Example: You have a cell containing "Berlin,Munich,Hamburg,Frankfurt" and you want each city in its own column.

=TEXTSPLIT(A1, ",")

This spills four values across four columns automatically. You can also split into rows by using the third argument:

=TEXTSPLIT(A1, , ",")

Pro Tip: To split by multiple delimiters at once (commas and semicolons), pass them as an array: =TEXTSPLIT(A1, {",",";"}).

Replaces: Nested combinations of LEFT, RIGHT, MID, FIND, and SUBSTITUTE that were painful to build and fragile to maintain.

2. TEXTBEFORE & TEXTAFTER – Extract Text Portions Instantly

What they do: TEXTBEFORE returns everything before a specified delimiter. TEXTAFTER returns everything after it. Both support an instance number so you can target the first, second, or last occurrence.

Syntax:

=TEXTBEFORE(text, delimiter, [instance_num])
=TEXTAFTER(text, delimiter, [instance_num])

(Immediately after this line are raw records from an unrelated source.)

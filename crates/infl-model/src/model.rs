//! The `DiffusionModel` trait: one stepped run of a spreading process.

use infl_core::NodeId;

use crate::{NodeState, StateSummary};

/// A discrete-time spreading process driven one iteration at a time.
///
/// Implementations own all per-run mutable state.  Node simulators only
/// need this trait, so new spreading rules plug in without touching the
/// orchestration code.
///
/// # Example
///
/// ```rust,ignore
/// while !model.is_terminated() {
///     model.step();
///     println!("iteration {}: {:?}", model.iteration(), model.summary());
/// }
/// ```
pub trait DiffusionModel {
    /// Advance the process by one iteration.
    ///
    /// Calling `step` on a terminated model is a no-op.
    fn step(&mut self);

    /// `true` once no further transitions are possible.
    fn is_terminated(&self) -> bool;

    /// Iterations executed so far.
    fn iteration(&self) -> u32;

    /// Current state of `node`.
    ///
    /// # Panics
    /// Panics if `node` is outside the model's graph.
    fn state(&self, node: NodeId) -> NodeState;

    /// Current per-state node counts.
    fn summary(&self) -> StateSummary;
}
//! Tests for the influence-sim binary.

use std::time::Duration;

use clap::Parser;

use crate::report::format_elapsed;
use crate::logging::log_filter;
use crate::{Args, campaign_config, is_file_output};

fn args(argv: &[&str]) -> Args {
    Args::try_parse_from(std::iter::once("influence-sim").chain(argv.iter().copied())).unwrap()
}

// ── Elapsed-time formatting ───────────────────────────────────────────────────

#[cfg(test)]
mod elapsed_tests {
    use super::*;

    #[test]
    fn whole_seconds_have_no_fraction() {
        assert_eq!(format_elapsed(Duration::from_secs(0), Some(3)), "0:00:00");
        assert_eq!(format_elapsed(Duration::from_secs(3725), Some(3)), "1:02:05");
    }

    #[test]
    fn fraction_truncated_not_rounded() {
        let d = Duration::from_micros(5_123_987);
        assert_eq!(format_elapsed(d, Some(3)), "0:00:05.123");
        assert_eq!(format_elapsed(d, None), "0:00:05.123987");
        assert_eq!(format_elapsed(d, Some(0)), "0:00:05");
    }

    #[test]
    fn leading_zeros_in_fraction_kept() {
        assert_eq!(format_elapsed(Duration::from_micros(1_000_050), Some(3)), "0:00:01.000");
    }

    #[test]
    fn days_prefixed() {
        assert_eq!(format_elapsed(Duration::from_secs(86_400 + 61), None), "1 day, 0:01:01");
        assert_eq!(format_elapsed(Duration::from_secs(3 * 86_400), None), "3 days, 0:00:00");
    }
}

// ── Arguments ─────────────────────────────────────────────────────────────────

#[cfg(test)]
mod args_tests {
    use std::path::Path;

    use infl_sim::ModelConfig;

    use super::*;

    #[test]
    fn defaults() {
        let a = args(&["g.gml", "m.json"]);
        assert_eq!(a.output_path, Path::new("./simulation_results/"));
        assert_eq!(a.n_jobs, 1);
        assert_eq!(a.chunksize, 1);
        assert!(!a.verbose);
        assert_eq!(a.log_level, "info");
    }

    #[test]
    fn negative_worker_count_accepted() {
        let a = args(&["g.gml", "m.json", "-n", "-1", "-c", "8", "-v", "-l", "none"]);
        assert_eq!(a.n_jobs, -1);
        assert_eq!(a.chunksize, 8);
        assert!(a.verbose);
    }

    #[test]
    fn missing_positional_rejected() {
        assert!(Args::try_parse_from(["influence-sim", "g.gml"]).is_err());
    }

    #[test]
    fn campaign_config_merges_model_and_flags() {
        let a = args(&["g.gml", "m.json", "-n", "3", "-c", "4", "-v"]);
        let model = ModelConfig::from_json_str(
            r#"{"type": "IndependentCascadeSimulator", "infection_probability": 0.25, "random_state": 9}"#,
        )
        .unwrap();
        let c = campaign_config(&a, &model);
        assert_eq!(c.infection_probability, 0.25);
        assert_eq!(c.random_seed, Some(9));
        assert_eq!(c.worker_count, 3);
        assert_eq!(c.chunk_size, 4);
        assert!(c.show_progress);
        c.validate().unwrap();
    }

    #[test]
    fn output_kind_follows_extension() {
        assert!(is_file_output(Path::new("out/results.csv")));
        assert!(!is_file_output(Path::new("./simulation_results/")));
        assert!(!is_file_output(Path::new("out")));
    }
}

// ── Logging ───────────────────────────────────────────────────────────────────

#[cfg(test)]
mod logging_tests {
    use super::*;

    #[test]
    fn none_and_disable_turn_logging_off() {
        assert!(log_filter("none").unwrap().is_none());
        assert!(log_filter("DISABLE").unwrap().is_none());
    }

    #[test]
    fn standard_levels_accepted() {
        for level in ["trace", "debug", "info", "WARN", "error"] {
            assert!(log_filter(level).unwrap().is_some(), "{level}");
        }
    }

    #[test]
    fn lines_carry_a_level_prefix() {
        use std::io;
        use std::sync::{Arc, Mutex};

        #[derive(Clone, Default)]
        struct Captured(Arc<Mutex<Vec<u8>>>);

        impl io::Write for Captured {
            fn write(&mut self, buf: &[u8]) -> io::Result<usize> {
                self.0.lock().unwrap().extend_from_slice(buf);
                Ok(buf.len())
            }

            fn flush(&mut self) -> io::Result<()> {
                Ok(())
            }
        }

        let captured = Captured::default();
        let sink = captured.clone();
        let filter = log_filter("info").unwrap().unwrap();
        tracing::subscriber::with_default(crate::logging::subscriber(filter, move || sink.clone()), || {
            tracing::info!("Simulation time: 0:00:01.250");
            tracing::warn!("no simulation results to save");
            tracing::debug!("filtered out");
        });

        let text = String::from_utf8(captured.0.lock().unwrap().clone()).unwrap();
        assert_eq!(
            text,
            "[INFO] Simulation time: 0:00:01.250\n[WARNING] no simulation results to save\n"
        );
    }
}

// ── End to end ────────────────────────────────────────────────────────────────

#[cfg(test)]
mod run_tests {
    use std::fs;

    use infl_core::generate::barabasi_albert;

    use super::*;
    use crate::run;

    fn fixture(dir: &std::path::Path) -> (String, String) {
        let graph = barabasi_albert(100, 3, 3).unwrap();
        let graph_path = dir.join("ba.edgelist");
        infl_graph::save(&graph, &graph_path).unwrap();

        let config_path = dir.join("ic.json");
        fs::write(
            &config_path,
            r#"{"type": "IndependentCascadeSimulator", "infection_probability": 0.1, "random_state": 1}"#,
        )
        .unwrap();
        (graph_path.display().to_string(), config_path.display().to_string())
    }

    #[test]
    fn file_output_written() {
        let dir = tempfile::tempdir().unwrap();
        let (graph, config) = fixture(dir.path());
        let out = dir.path().join("nested/results.csv");

        run(&args(&[graph.as_str(), config.as_str(), "-o", out.to_str().unwrap(), "-n", "2", "-c", "7"])).unwrap();

        let text = fs::read_to_string(&out).unwrap();
        assert_eq!(text.lines().count(), 101);
        assert!(text.starts_with("node,simulation_length,exposed,not_exposed,peak_infected,peak_iteration"));
    }

    #[test]
    fn sequential_and_parallel_files_identical() {
        let dir = tempfile::tempdir().unwrap();
        let (graph, config) = fixture(dir.path());
        let seq = dir.path().join("seq.csv");
        let par = dir.path().join("par.csv");

        run(&args(&[graph.as_str(), config.as_str(), "-o", seq.to_str().unwrap()])).unwrap();
        run(&args(&[graph.as_str(), config.as_str(), "-o", par.to_str().unwrap(), "-n", "4", "-c", "3"])).unwrap();

        assert_eq!(fs::read(&seq).unwrap(), fs::read(&par).unwrap());
    }

    #[test]
    fn directory_output_archived() {
        let dir = tempfile::tempdir().unwrap();
        let (graph, config) = fixture(dir.path());
        let out = dir.path().join("runs");

        run(&args(&[graph.as_str(), config.as_str(), "-o", out.to_str().unwrap()])).unwrap();

        let runs: Vec<_> = fs::read_dir(&out).unwrap().map(|e| e.unwrap().path()).collect();
        assert_eq!(runs.len(), 1);
        let name = runs[0].file_name().unwrap().to_str().unwrap();
        assert!(name.starts_with("ba_") && name.ends_with(".zip"), "{name}");
        assert!(runs[0].is_file());
    }

    #[test]
    fn unsupported_graph_format_fails_without_output() {
        let dir = tempfile::tempdir().unwrap();
        let (_, config) = fixture(dir.path());
        let graph = dir.path().join("graph.txt");
        fs::write(&graph, "0 1\n").unwrap();
        let out = dir.path().join("r.csv");

        assert!(run(&args(&[graph.to_str().unwrap(), config.as_str(), "-o", out.to_str().unwrap()])).is_err());
        assert!(!out.exists());
    }

    #[test]
    fn unknown_model_type_fails() {
        let dir = tempfile::tempdir().unwrap();
        let (graph, _) = fixture(dir.path());
        let config = dir.path().join("bad.json");
        fs::write(&config, r#"{"type": "Nope", "infection_probability": 0.1}"#).unwrap();
        let out = dir.path().join("r.csv");

        assert!(run(&args(&[graph.as_str(), config.to_str().unwrap(), "-o", out.to_str().unwrap()])).is_err());
        assert!(!out.exists());
    }
}
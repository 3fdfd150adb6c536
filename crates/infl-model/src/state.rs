//! Per-node cascade state.

use std::fmt;

/// Lifecycle of one node within one run.
///
/// Transitions only go forward: `Susceptible → Infected → Recovered`.
#[derive(Copy, Clone, PartialEq, Eq, Hash, Debug, Default)]
pub enum NodeState {
    #[default]
    Susceptible,
    Infected,
    Recovered,
}

impl NodeState {
    pub fn as_str(self) -> &'static str {
        match self {
            NodeState::Susceptible => "susceptible",
            NodeState::Infected    => "infected",
            NodeState::Recovered   => "recovered",
        }
    }
}

impl fmt::Display for NodeState {
    fn fmt(&self, f: &mut fmt::Formatter<'_>) -> fmt::Result {
        f.write_str(self.as_str())
    }
}

/// Node counts per state.  Always sums to the graph's node count.
#[derive(Copy, Clone, PartialEq, Eq, Debug, Default)]
pub struct StateSummary {
    pub susceptible: u32,
    pub infected:    u32,
    pub recovered:   u32,
}

impl StateSummary {
    pub fn total(&self) -> u32 {
        self.susceptible + self.infected + self.recovered
    }

    pub fn count(&self, state: NodeState) -> u32 {
        match state {
            NodeState::Susceptible => self.susceptible,
            NodeState::Infected    => self.infected,
            NodeState::Recovered   => self.recovered,
        }
    }
}
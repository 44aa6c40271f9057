//! SQLite-backed persistent session record.

pub mod sqlite;

pub use sqlite::{SessionStore, KEY_IS_LOGGED_IN, KEY_TOKEN, KEY_USERNAME};
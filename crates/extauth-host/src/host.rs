//! Host environment wiring the store, coordinator, and page contexts
//! together the way the extension runtime would.

use std::path::Path;
use std::sync::Arc;

use tokio::sync::mpsc;
use tokio::task::JoinHandle;

use extauth_background::{CoordinatorHandle, ReloadHost, SessionCoordinator};
use extauth_core::{DataPaths, Error, ExtAuthConfig, Result};
use extauth_page::PageAgent;
use extauth_store::SessionStore;

/// Reload host that forwards requests onto a channel the host loop drains.
pub struct ChannelReloadHost {
    tx: mpsc::UnboundedSender<()>,
}

impl ReloadHost for ChannelReloadHost {
    fn reload(&self) -> Result<()> {
        self.tx
            .send(())
            .map_err(|_| Error::Host("Host event loop is gone".to_string()))
    }
}

/// A running host: one coordinator over one profile directory.
pub struct HostEnv {
    pub paths: DataPaths,
    pub config: ExtAuthConfig,
    pub coordinator: CoordinatorHandle,
    coordinator_task: JoinHandle<()>,
    reload_rx: mpsc::UnboundedReceiver<()>,
}

impl HostEnv {
    /// Open the profile and spawn the coordinator over it.
    pub fn open(profile_dir: &Path, config: ExtAuthConfig) -> Result<Self> {
        let paths = DataPaths::new(profile_dir)?;
        let store = Arc::new(SessionStore::open(&paths.session)?);
        let (tx, reload_rx) = mpsc::unbounded_channel();
        let (coordinator, coordinator_task) =
            SessionCoordinator::spawn(store, config.clone(), Arc::new(ChannelReloadHost { tx }));
        Ok(Self {
            paths,
            config,
            coordinator,
            coordinator_task,
            reload_rx,
        })
    }

    /// Open a page agent at the configured login URL.
    pub fn open_page(&self) -> PageAgent {
        PageAgent::new(
            &self.paths.page,
            self.coordinator.clone(),
            self.config.clone(),
        )
    }

    /// Open a page agent at an explicit URL, as after a navigation.
    pub fn open_page_at(&self, url: &str) -> PageAgent {
        PageAgent::with_url(
            &self.paths.page,
            url,
            self.coordinator.clone(),
            self.config.clone(),
        )
    }

    /// Wait for the coordinator's next reload request.
    pub async fn next_reload(&mut self) -> Option<()> {
        self.reload_rx.recv().await
    }

    /// Drop this handle and wait for the coordinator task to finish.
    /// Other live handle clones keep the coordinator running.
    pub async fn shutdown(self) {
        let HostEnv {
            coordinator,
            coordinator_task,
            ..
        } = self;
        drop(coordinator);
        let _ = coordinator_task.await;
    }
}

Example: Extract the username and domain from an email address in cell A1 ("john.doe@company.com").

=TEXTBEFORE(A1, "@")
→ john.doe

=TEXTAFTER(A1, "@")
→ company.com

Advanced use: Extract a file name from a full path like C:\Users\Docs\Report.xlsx by finding the last backslash:

=TEXTAFTER(A1, "\", -1)
→ Report.xlsx

The -1 tells the function to start from the last occurrence of the delimiter — a feature that previously required complex LEN/SUBSTITUTE nesting.

3. TAKE & DROP – Slice Arrays Without INDEX Workarounds

What they do: TAKE returns a specified number of rows or columns from the beginning or end of an array. DROP removes them. Positive numbers work from the start, negative numbers from the end.

Syntax:

=TAKE(array, [rows], [columns])
=DROP(array, [rows], [columns])

Example: Given a sales table in A1:F20, extract just the first 5 rows:

=TAKE(A1:F20, 5)

Or remove the header row from a range:

=DROP(A1:F20, 1)

Need only the last 3 rows? Use a negative number:

=TAKE(A1:F20, -3)

Pro Tip: Combine TAKE with SORT to get a dynamic "Top N" report: =TAKE(SORT(A2:F20, 5, -1), 5) returns the top 5 rows sorted by column 5 in descending order.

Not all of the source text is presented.